Shanghai overview
City of sin and decadent exoticism in the 1920s and 30s, theatre of vicious conflict during wartime and Japanese invasions, cradle of Chinese Communism but neglected during the Cultural Revolution, flag bearer of modern China’s market reforms, inspiration for lurid novels, films and cocktails – Shanghai is probably the most evocative city for an outsider in the whole of China. Beijing may be more mysterious but Shanghai offers a headier brew of half-digested, semi-mythical images and preconceptions.
For the second city of the world’s oldest surviving ancient civilisation, Shanghai is surprisingly new. Literally ‘Above the Sea’, Shanghai is a port city on the Huangpu River, where the Yangtze River empties into the East China Sea.
The area was marshland until the Song Dynasty (AD 960-1126), when refugees from the Mongols and other northern nomad invaders settled the area. By 1291, Shanghai had become a county capital. The growing city got its wall in 1553 (prophetically, against Japanese pirates) and a customs house in 1685. Shanghai was only thrust into the spotlight in June 1842, when a British seaborne force captured it during the First Opium War.

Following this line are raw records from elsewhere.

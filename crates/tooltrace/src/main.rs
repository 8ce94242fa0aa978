mod build;
mod config;
mod inspect;

use std::path::PathBuf;

use anyhow::Result;
use clap::{Parser, Subcommand, ValueEnum};

use tooltrace_logging::{init_tracing, LogFormat};

use crate::build::{handle_build_command, BuildArgs};
use crate::config::ToolTraceConfig;
use crate::inspect::handle_inspect_command;

#[derive(Parser, Debug)]
#[command(
    name = "tooltrace",
    about = "Build tool-use datasets from agent session logs",
    version,
    author
)]
struct Cli {
    #[command(subcommand)]
    command: Commands,

    /// Log level (overridden by RUST_LOG)
    #[arg(long, global = true, default_value = "info")]
    log_level: String,

    /// Log output format
    #[arg(long, global = true, value_enum, default_value = "pretty")]
    log_format: LogFormatChoice,

    /// Also write JSON logs to this file
    #[arg(long, global = true)]
    log_file: Option<PathBuf>,

    /// Config file (default: ./tooltrace.toml if present)
    #[arg(long, global = true)]
    config: Option<PathBuf>,
}

#[derive(Subcommand, Debug)]
enum Commands {
    /// Pair tool calls with their results and write dataset rows
    Build(BuildArgs),

    /// Show what the normalizer extracts from one log file
    Inspect {
        /// Session log (JSONL)
        file: PathBuf,

        /// Output as JSON
        #[arg(long)]
        json: bool,
    },
}

#[derive(Debug, Clone, Copy, ValueEnum)]
enum LogFormatChoice {
    Pretty,
    Json,
    Compact,
}

impl From<LogFormatChoice> for LogFormat {
    fn from(choice: LogFormatChoice) -> Self {
        match choice {
            LogFormatChoice::Pretty => LogFormat::Pretty,
            LogFormatChoice::Json => LogFormat::Json,
            LogFormatChoice::Compact => LogFormat::Compact,
        }
    }
}

#[tokio::main]
async fn main() -> Result<()> {
    let cli = Cli::parse();

    let _log_guard = init_tracing(
        &cli.log_level,
        cli.log_format.into(),
        cli.log_file.as_deref(),
    );

    match cli.command {
        Commands::Build(args) => {
            let config = load_config(cli.config.as_deref())?;
            handle_build_command(args, config.as_ref()).await
        }
        Commands::Inspect { file, json } => handle_inspect_command(&file, json),
    }
}

fn load_config(explicit: Option<&std::path::Path>) -> Result<Option<ToolTraceConfig>> {
    if let Some(path) = explicit {
        return ToolTraceConfig::load_file(path).map(Some);
    }
    let working_dir = std::env::current_dir()?;
    ToolTraceConfig::load(&working_dir)
}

One of five cities pried open to Western colonial trade by the Treaty of Nanjing, Shanghai gained foreign districts controlled by the colonial powers – the British and American Concessions (soon combined as the International Settlement) and the French Concession. This hybrid city boomed as the focus of Chinese colonial trade and Qing Dynasty China uneasily coexisted with Western power for almost a century.